**Given information**

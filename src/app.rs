use std::path::PathBuf;
use std::time;

use log::info;

use crate::canvas::{DepthBuffer, FrameBuffer};
use crate::config::RenderConfig;
use crate::scene::shader::ShadingMode;
use crate::scene::Object;

/// Execution parameters gathered from the command line. Anything set here overrides the
/// configuration file.
pub struct Params {
    pub config_path: Option<PathBuf>,
    pub output: Option<PathBuf>,
    pub shading: Option<ShadingMode>,
    pub mesh_paths: Vec<PathBuf>,
}

/// Loads the meshes, renders a single frame and writes the results to disk.
pub fn run(params: Params) -> Result<(), Box<dyn std::error::Error>> {
    let mut config = match &params.config_path {
        Some(path) => {
            info!("Reading configuration from {}", path.display());
            RenderConfig::load(path)?
        }
        None => RenderConfig::default(),
    };
    if let Some(output) = params.output {
        config.output = output;
    }
    if let Some(shading) = params.shading {
        config.shading = shading;
    }

    let mut object = Object::load(&params.mesh_paths)?;
    let triangles: usize = object.submeshes().iter().map(|submesh| submesh.triangle_count()).sum();
    let vertices: usize = object.submeshes().iter().map(|submesh| submesh.vertex_count()).sum();
    info!("Number of submeshes - {}", object.submeshes().len());
    info!("Number of vertices  - {}", vertices);
    info!("Number of triangles - {}", triangles);

    let mut frame = FrameBuffer::new(config.width, config.height);
    let mut depth = DepthBuffer::new(config.width, config.height);

    let time_begin = time::Instant::now();
    object.render(&config, &mut frame, &mut depth)?;
    info!("Frame rendered in {:.1} ms", time_begin.elapsed().as_secs_f32() * 1000.0);

    frame.to_image().save(&config.output)?;
    info!("Frame buffer written to {}", config.output.display());
    if let Some(path) = &config.depth_output {
        depth.to_image().save(path)?;
        info!("Depth buffer written to {}", path.display());
    }

    return Ok(());
}
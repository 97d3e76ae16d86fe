use std::fs;
use std::path::{Path, PathBuf};

use nalgebra as na;
use na::{vector, Matrix4, Vector3};
use serde::{Deserialize, Serialize};

use crate::error::{ConfigError, RenderError};
use crate::scene::shader::ShadingMode;
use crate::util::{orthographic, perspective, scaling, translation};

/// Camera placement. `up` only has to be non-parallel to the view direction.
#[derive(Debug, Clone, Copy, PartialEq, Serialize, Deserialize)]
#[serde(default)]
pub struct Camera {
    pub eye: Vector3<f32>,
    pub center: Vector3<f32>,
    pub up: Vector3<f32>,
}

impl Default for Camera {
    fn default() -> Camera {
        return Camera {
            eye: vector![1.0, 1.0, 3.0],
            center: vector![0.0, 0.0, 0.0],
            up: vector![0.0, 1.0, 0.0],
        };
    }
}

/// View volume. `width` and `height` are measured at the near plane.
#[derive(Debug, Clone, Copy, PartialEq, Serialize, Deserialize)]
#[serde(tag = "kind", rename_all = "snake_case")]
pub enum Projection {
    Perspective { width: f32, height: f32, near: f32, far: f32 },
    Orthographic { width: f32, height: f32, near: f32, far: f32 },
}

impl Default for Projection {
    fn default() -> Projection {
        return Projection::Perspective { width: 1.0, height: 1.0, near: 1.0, far: 10.0 };
    }
}

impl Projection {
    pub fn matrix(&self) -> Result<Matrix4<f32>, RenderError> {
        match *self {
            Projection::Perspective { width, height, near, far } => {
                check_volume(width, height, near, far)?;
                if near <= 0.0 {
                    return Err(RenderError::InvalidProjection(format!("perspective near plane must be positive, got {}", near)));
                }
                return Ok(perspective(width, height, near, far));
            }
            Projection::Orthographic { width, height, near, far } => {
                check_volume(width, height, near, far)?;
                return Ok(orthographic(width, height, near, far));
            }
        }
    }
}

fn check_volume(width: f32, height: f32, near: f32, far: f32) -> Result<(), RenderError> {
    if width <= 0.0 || height <= 0.0 {
        return Err(RenderError::InvalidProjection(format!("empty view volume {}x{}", width, height)));
    }
    if far <= near {
        return Err(RenderError::InvalidProjection(format!("far plane {} is not behind near plane {}", far, near)));
    }
    return Ok(());
}

/// Placement of the object in the world: scaled first, then translated.
#[derive(Debug, Clone, Copy, PartialEq, Serialize, Deserialize)]
#[serde(default)]
pub struct ModelTransform {
    pub translation: Vector3<f32>,
    pub scale: Vector3<f32>,
}

impl Default for ModelTransform {
    fn default() -> ModelTransform {
        return ModelTransform {
            translation: Vector3::zeros(),
            scale: vector![1.0, 1.0, 1.0],
        };
    }
}

impl ModelTransform {
    pub fn matrix(&self) -> Matrix4<f32> {
        let t = self.translation;
        let s = self.scale;
        return translation(t.x, t.y, t.z) * scaling(s.x, s.y, s.z);
    }
}

/// Everything one render call needs besides the geometry itself.
#[derive(Debug, Clone, PartialEq, Serialize, Deserialize)]
#[serde(default)]
pub struct RenderConfig {
    pub width: u32,
    pub height: u32,
    pub camera: Camera,
    /// Direction towards the light, normalized before use.
    pub light: Vector3<f32>,
    pub projection: Projection,
    pub model: ModelTransform,
    pub shading: ShadingMode,
    pub output: PathBuf,
    pub depth_output: Option<PathBuf>,
}

impl Default for RenderConfig {
    fn default() -> RenderConfig {
        return RenderConfig {
            width: 1024,
            height: 1024,
            camera: Camera::default(),
            light: vector![1.0, 1.0, 1.0],
            projection: Projection::default(),
            model: ModelTransform::default(),
            shading: ShadingMode::default(),
            output: PathBuf::from("framebuffer.png"),
            depth_output: None,
        };
    }
}

impl RenderConfig {
    /// Reads a TOML file; missing keys keep their defaults.
    pub fn load<P: AsRef<Path>>(path: P) -> Result<RenderConfig, ConfigError> {
        let contents = fs::read_to_string(path)?;
        return RenderConfig::parse(&contents);
    }

    pub fn parse(contents: &str) -> Result<RenderConfig, ConfigError> {
        return Ok(toml::from_str(contents)?);
    }
}

#[cfg(test)]
mod tests {
    use super::*;
    use crate::canvas::Color;
    use crate::scene::shader::Lighting;

    #[test]
    fn empty_file_gives_defaults() {
        let config = RenderConfig::parse("").unwrap();
        assert_eq!(config, RenderConfig::default());
    }

    #[test]
    fn partial_file_overrides_only_given_keys() {
        let config = RenderConfig::parse(r#"
            width = 320
            depth_output = "depth.png"

            [camera]
            eye = [0.0, 0.0, 4.0]

            [projection]
            kind = "orthographic"
            width = 2.0
            height = 2.0
            near = 0.5
            far = 8.0

            [shading]
            mode = "flat"
            color = { r = 10, g = 20, b = 30 }
        "#).unwrap();

        assert_eq!(config.width, 320);
        assert_eq!(config.height, 1024);
        assert_eq!(config.camera.eye, vector![0.0, 0.0, 4.0]);
        assert_eq!(config.camera.up, vector![0.0, 1.0, 0.0]);
        assert_eq!(config.projection, Projection::Orthographic { width: 2.0, height: 2.0, near: 0.5, far: 8.0 });
        assert_eq!(config.shading, ShadingMode::Flat { color: Color::new(10, 20, 30) });
        assert_eq!(config.depth_output, Some(PathBuf::from("depth.png")));
    }

    #[test]
    fn textured_mode_parses_lighting() {
        let config = RenderConfig::parse(r#"
            [shading]
            mode = "textured"
            lighting = "specular"
        "#).unwrap();
        assert_eq!(config.shading, ShadingMode::Textured { lighting: Lighting::Specular });
    }

    #[test]
    fn random_color_seed_defaults_to_zero() {
        let config = RenderConfig::parse("[shading]\nmode = \"random_color\"\n").unwrap();
        assert_eq!(config.shading, ShadingMode::RandomColor { seed: 0 });
        let config = RenderConfig::parse("[shading]\nmode = \"random_color\"\nseed = 42\n").unwrap();
        assert_eq!(config.shading, ShadingMode::RandomColor { seed: 42 });
    }

    #[test]
    fn malformed_file_is_a_parse_error() {
        let result = RenderConfig::parse("width = \"wide\"");
        assert!(matches!(result, Err(ConfigError::Parse(_))));
    }

    #[test]
    fn degenerate_projections_are_rejected() {
        let flat = Projection::Perspective { width: 1.0, height: 1.0, near: 2.0, far: 2.0 };
        assert!(matches!(flat.matrix(), Err(RenderError::InvalidProjection(_))));
        let behind = Projection::Perspective { width: 1.0, height: 1.0, near: 0.0, far: 2.0 };
        assert!(matches!(behind.matrix(), Err(RenderError::InvalidProjection(_))));
        let ortho = Projection::Orthographic { width: 0.0, height: 1.0, near: 0.0, far: 2.0 };
        assert!(matches!(ortho.matrix(), Err(RenderError::InvalidProjection(_))));
        assert!(Projection::default().matrix().is_ok());
    }
}
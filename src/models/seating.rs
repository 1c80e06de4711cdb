use serde::{Deserialize, Serialize};
use sqlx::FromRow;

/// One allocated seat. At most one row per (exam_id, student_id), enforced
/// by a unique constraint; re-running allocation for an exam replaces the
/// whole set.
#[derive(Debug, Clone, FromRow, Serialize, Deserialize)]
pub struct Seating {
    pub id: i64,
    pub exam_id: i64,
    pub venue_id: i64,
    pub student_id: i64,
    pub seat_label: Option<String>,
}

/// A seating row ready to insert (id assigned by the store).
#[derive(Debug, Clone, PartialEq, Eq, Serialize, Deserialize)]
pub struct NewSeating {
    pub exam_id: i64,
    pub venue_id: i64,
    pub student_id: i64,
    pub seat_label: Option<String>,
}
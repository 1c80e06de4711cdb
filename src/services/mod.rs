pub mod allocation;
pub mod import;
pub mod seating;
pub mod venues;

use axum::Router;
use std::sync::Arc;

pub fn routes() -> Router<Arc<crate::AppState>> {
    Router::new()
        .merge(seating::routes())
        .merge(venues::routes())
}
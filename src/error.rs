use axum::{
    http::StatusCode,
    response::{IntoResponse, Response},
    Json,
};
use serde_json::json;
use thiserror::Error;

/// Errors surfaced by the allocation engine and the manual importer.
///
/// Configuration errors name the missing precondition so an operator can
/// fix the data and re-run; validation errors aggregate every bad CSV line
/// and nothing is written when they fire.
#[derive(Error, Debug)]
pub enum AllocationError {
    #[error("Exam not found: {0}")]
    ExamNotFound(i64),

    #[error(
        "No eligible students found for this exam. \
         Ensure students have their Department set in their profile."
    )]
    NoEligibleStudents,

    #[error("No available venues found. Please add venues in the Venues section first.")]
    NoAvailableVenues,

    #[error("Could not build any seat allocations. Check student data.")]
    EmptyAllocationResult,

    #[error("No valid data found in CSV. Check format.")]
    EmptyFile,

    #[error("Validation failed. Errors: {}", format_line_errors(.0))]
    ValidationFailed(Vec<String>),

    #[error("Database error: {0}")]
    Database(#[from] sqlx::Error),
}

/// First 5 line errors joined, remainder counted.
fn format_line_errors(errors: &[String]) -> String {
    let mut msg = errors
        .iter()
        .take(5)
        .cloned()
        .collect::<Vec<_>>()
        .join("; ");
    if errors.len() > 5 {
        msg.push_str(&format!("... ({} more errors)", errors.len() - 5));
    }
    msg
}

impl IntoResponse for AllocationError {
    fn into_response(self) -> Response {
        let status = match self {
            AllocationError::ExamNotFound(_) => StatusCode::NOT_FOUND,
            AllocationError::NoEligibleStudents
            | AllocationError::NoAvailableVenues
            | AllocationError::EmptyAllocationResult => StatusCode::UNPROCESSABLE_ENTITY,
            AllocationError::EmptyFile | AllocationError::ValidationFailed(_) => {
                StatusCode::BAD_REQUEST
            }
            AllocationError::Database(ref e) => {
                tracing::error!("allocation sql error: {:?}", e);
                StatusCode::INTERNAL_SERVER_ERROR
            }
        };

        let body = Json(json!({
            "success": false,
            "error": self.to_string(),
        }));

        (status, body).into_response()
    }
}
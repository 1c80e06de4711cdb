use serde::{Deserialize, Serialize};
use sqlx::FromRow;

#[derive(Debug, Clone, FromRow, Serialize, Deserialize)]
pub struct Venue {
    pub id: i64,
    pub name: String,
    pub block: String,
    pub capacity: i32,
    pub exam_type: String,
    pub available: bool,
}

#[derive(Debug, Clone, Serialize, Deserialize)]
pub struct NewVenue {
    pub name: String,
    pub block: String,
    pub capacity: i32,
    pub exam_type: String,
    pub available: bool,
}

impl NewVenue {
    /// Defaults used when the CSV importer references a venue that does not
    /// exist yet.
    pub fn auto_created(name: &str) -> Self {
        NewVenue {
            name: name.to_string(),
            block: "Allocated Block".to_string(),
            capacity: 100,
            exam_type: "All".to_string(),
            available: true,
        }
    }
}
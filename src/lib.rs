pub mod config;
pub mod database;
pub mod error;
pub mod models;
pub mod store;
pub mod services;
pub mod controllers;

use std::sync::Arc;

// Shared state for the whole application
#[derive(Clone)]
pub struct AppState {
    pub db: database::Database,
    pub config: config::Config,
}

impl AppState {
    pub async fn new(config: config::Config) -> Result<Arc<Self>, Box<dyn std::error::Error>> {
        let db = database::Database::new(&config.database.url, config.database.pool_size).await?;

        db.run_migrations().await?;

        Ok(Arc::new(Self { db, config }))
    }
}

**What is expected**
Copy back the listing above exactly, but only from the line with "let t = self.translation;" through the line with "assert_eq!(config.height, 1024);", both ends included.

**Expected answer**
        let t = self.translation;
        let s = self.scale;
        return translation(t.x, t.y, t.z) * scaling(s.x, s.y, s.z);
    }
}

/// Everything one render call needs besides the geometry itself.
#[derive(Debug, Clone, PartialEq, Serialize, Deserialize)]
#[serde(default)]
pub struct RenderConfig {
    pub width: u32,
    pub height: u32,
    pub camera: Camera,
    /// Direction towards the light, normalized before use.
    pub light: Vector3<f32>,
    pub projection: Projection,
    pub model: ModelTransform,
    pub shading: ShadingMode,
    pub output: PathBuf,
    pub depth_output: Option<PathBuf>,
}

impl Default for RenderConfig {
    fn default() -> RenderConfig {
        return RenderConfig {
            width: 1024,
            height: 1024,
            camera: Camera::default(),
            light: vector![1.0, 1.0, 1.0],
            projection: Projection::default(),
            model: ModelTransform::default(),
            shading: ShadingMode::default(),
            output: PathBuf::from("framebuffer.png"),
            depth_output: None,
        };
    }
}

impl RenderConfig {
    /// Reads a TOML file; missing keys keep their defaults.
    pub fn load<P: AsRef<Path>>(path: P) -> Result<RenderConfig, ConfigError> {
        let contents = fs::read_to_string(path)?;
        return RenderConfig::parse(&contents);
    }

    pub fn parse(contents: &str) -> Result<RenderConfig, ConfigError> {
        return Ok(toml::from_str(contents)?);
    }
}

#[cfg(test)]
mod tests {
    use super::*;
    use crate::canvas::Color;
    use crate::scene::shader::Lighting;

    #[test]
    fn empty_file_gives_defaults() {
        let config = RenderConfig::parse("").unwrap();
        assert_eq!(config, RenderConfig::default());
    }

    #[test]
    fn partial_file_overrides_only_given_keys() {
        let config = RenderConfig::parse(r#"
            width = 320
            depth_output = "depth.png"

            [camera]
            eye = [0.0, 0.0, 4.0]

            [projection]
            kind = "orthographic"
            width = 2.0
            height = 2.0
            near = 0.5
            far = 8.0

            [shading]
            mode = "flat"
            color = { r = 10, g = 20, b = 30 }
        "#).unwrap();

        assert_eq!(config.width, 320);
        assert_eq!(config.height, 1024);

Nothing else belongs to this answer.